Williams debuted with the Red Sox in 1939. He spent his entire 21-year Major League Baseball career as Boston’s left fielder, except for the parts of five seasons he missed due to his military service in World War II and the Korean War. He retired in 1960, having amassed eye-popping career stats like these:
– .344 batting average.
– 521 home runs
– 1839 RBIs
– .482 On Base percentace
– .634 slugging percentage
– .1.116 OPS
– 19-time All-Star
– two-time American League MVP (1946, 1949)
– two-time triple crown winner (1942, 1947)
– six-time American League batting champion
Williams was inducted into the Baseball Hall of Fame in 1966. No Red Sox player wore No. 9 after Williams. The Red Sox formally retired his number May 29, 1984.

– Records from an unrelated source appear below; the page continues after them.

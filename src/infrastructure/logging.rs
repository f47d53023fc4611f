//! Logging setup for the pyhygiene binaries.
//! Records go to stderr so stdout stays reserved for reports.

use anyhow::Result;
use env_logger::{Builder, Env};

/// Install the global logger. Silent unless `verbose` is set or `RUST_LOG` says otherwise.
pub fn init_logging(verbose: bool) -> Result<()> {
    let default_filter = if verbose { "debug" } else { "off" };
    Builder::from_env(Env::default().default_filter_or(default_filter))
        .format_timestamp(None)
        .try_init()?;

    log::debug!("logging initialised (verbose: {})", verbose);
    Ok(())
}
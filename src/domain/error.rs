//! Error types for parsing Python sources.

use thiserror::Error;

/// A grammar violation, located at the first offending token.
#[derive(Error, Debug, Clone, PartialEq, Eq)]
#[error("{message} ({filename}, line {line}, offset {offset})")]
pub struct SyntaxError {
    pub filename: String,
    pub message: String,
    /// 1-based line number.
    pub line: usize,
    /// 1-based byte offset within the line.
    pub offset: usize,
    /// The source line the error points into, if any.
    pub text: Option<String>,
}

#[derive(Error, Debug)]
pub enum ParseError {
    #[error("failed to load the Python grammar: {0}")]
    Grammar(String),

    #[error("parser produced no syntax tree for {0}")]
    NoTree(String),

    #[error(transparent)]
    Syntax(#[from] SyntaxError),
}
// Infrastructure implementations for pyhygiene.

pub mod logging;
pub mod python_parser;
pub mod reporter;
pub mod source_loader;
pub mod syntax_rules;

pub use logging::init_logging;
pub use python_parser::TreeSitterPythonParser;
pub use reporter::{JsonReporter, TextReporter};
pub use source_loader::SourceLoader;
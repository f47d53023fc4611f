//! Python 3 rules the tree-sitter grammar does not enforce.
//!
//! The grammar accepts a superset of Python 3. It keeps Python 2 forms around
//! for error recovery, leaves argument and parameter order unchecked, and
//! compares indentation with tabs expanded to eight columns only. This module
//! walks the concrete tree and the raw source and reports the earliest
//! construct CPython would reject.

use tree_sitter::Node;

/// A rejected construct at a 0-based row and byte column.
#[derive(Debug, Clone, PartialEq, Eq)]
pub struct Violation {
    pub row: usize,
    pub column: usize,
    pub message: String,
}

const INVALID_SYNTAX: &str = "invalid syntax";
const TAB_ERROR: &str = "inconsistent use of tabs and spaces in indentation";
const LEADING_ZEROS: &str =
    "leading zeros in decimal integer literals are not permitted; use an 0o prefix for octal integers";

/// String prefixes accepted by Python 3, lowercased.
const STRING_PREFIXES: [&str; 12] = ["", "r", "u", "f", "b", "t", "fr", "rf", "br", "rb", "tr", "rt"];

/// Nodes whose text is scanned as one token, including hidden sub-tokens.
const OPAQUE_TOKENS: [&str; 3] = ["string_content", "format_specifier", "comment"];

/// The earliest violation in document order, if any.
pub fn first_violation(root: Node, source: &str) -> Option<Violation> {
    let mut rules = SyntaxRules::new(source);
    rules.visit(root);
    rules.check_token_gaps(root);
    rules.check_block(root, None);
    if rules.violations.is_empty() && root.has_error() {
        rules.push(root, INVALID_SYNTAX);
    }
    rules.violations.into_iter().min_by_key(|v| (v.row, v.column))
}

struct SyntaxRules<'s> {
    source: &'s str,
    lines: Vec<&'s str>,
    violations: Vec<Violation>,
}
//! The query root: one plural read field per node type, interface and union.
//! These fields are the reachability roots that pull the whole read-side type
//! graph into the schema.

use std::collections::{BTreeMap, BTreeSet};

use domain_model::TypeName;
use graphql_ir::ast;
use graphql_ir::schema as gql_schema;
use graphql_ir::schema::{DeprecationStatus, InputField};
use graphql_ir::mk_name;

use crate::types::{
    lower_camel, Annotation, InputAnnotation, OutputAnnotation, RootFieldAnnotation, TypeId,
};
use crate::{mk_field_name, Engine, Error};

pub(crate) fn plural(type_name: &TypeName) -> String {
    lower_camel(type_name.as_str()) + "s"
}

pub fn query_root_schema(
    engine: &Engine,
    builder: &mut gql_schema::Builder<Engine>,
) -> Result<gql_schema::TypeInfo<Engine>, Error> {
    let mut fields = BTreeMap::new();

    let readable: Vec<(&TypeName, bool)> = engine
        .model
        .node_types
        .keys()
        .map(|name| (name, true))
        .chain(engine.model.interface_types.keys().map(|name| (name, true)))
        .chain(engine.model.union_types.keys().map(|name| (name, false)))
        .collect();

    for (type_name, sortable) in readable {
        let name = mk_field_name(&plural(type_name))?;

        let mut arguments = BTreeMap::new();
        let where_name = mk_name!("where");
        let where_input = builder.register_type(TypeId::where_input(type_name)?);
        arguments.insert(
            where_name.clone(),
            InputField::new(
                where_name,
                None,
                Annotation::Input(InputAnnotation::WhereArgument),
                ast::TypeContainer::named_null(where_input),
                None,
                DeprecationStatus::NotDeprecated,
            ),
        );
        if sortable {
            let sort_name = mk_name!("sort");
            let sort_input = builder.register_type(TypeId::sort_input(type_name)?);
            arguments.insert(
                sort_name.clone(),
                InputField::new(
                    sort_name,
                    None,
                    Annotation::Input(InputAnnotation::SortArgument),
                    ast::TypeContainer::list_null(ast::TypeContainer::named_non_null(sort_input)),
                    None,
                    DeprecationStatus::NotDeprecated,
                ),
            );
        }

        let output = builder.register_type(TypeId::output_type(type_name)?);
        fields.insert(
            name.clone(),
            gql_schema::Field::new(
                name,
                None,
                Annotation::Output(OutputAnnotation::RootField(RootFieldAnnotation::ReadMany {
                    type_name: type_name.clone(),
                })),
                ast::TypeContainer::list_non_null(ast::TypeContainer::named_non_null(output)),
                arguments,
                DeprecationStatus::NotDeprecated,
            ),
        );
    }

    Ok(gql_schema::TypeInfo::Object(gql_schema::Object::new(
        TypeId::QueryRoot.to_type_name(),
        None,
        fields,
        BTreeSet::new(),
    )))
}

He later would manage the Washington Senators between 1969 and 1971, and the Texas Rangers in 1972.
ESPN’s Paul Hembekides on Thursday compiled nine more stats, which offer more insight into Williams’ greatness.
The Boston Globe’s Dan Shaugnessy on Thursday published a column, which puts Williams’ feats into proper New England context. Read it here.
Williams died July 5, 2002, but his memory lives on.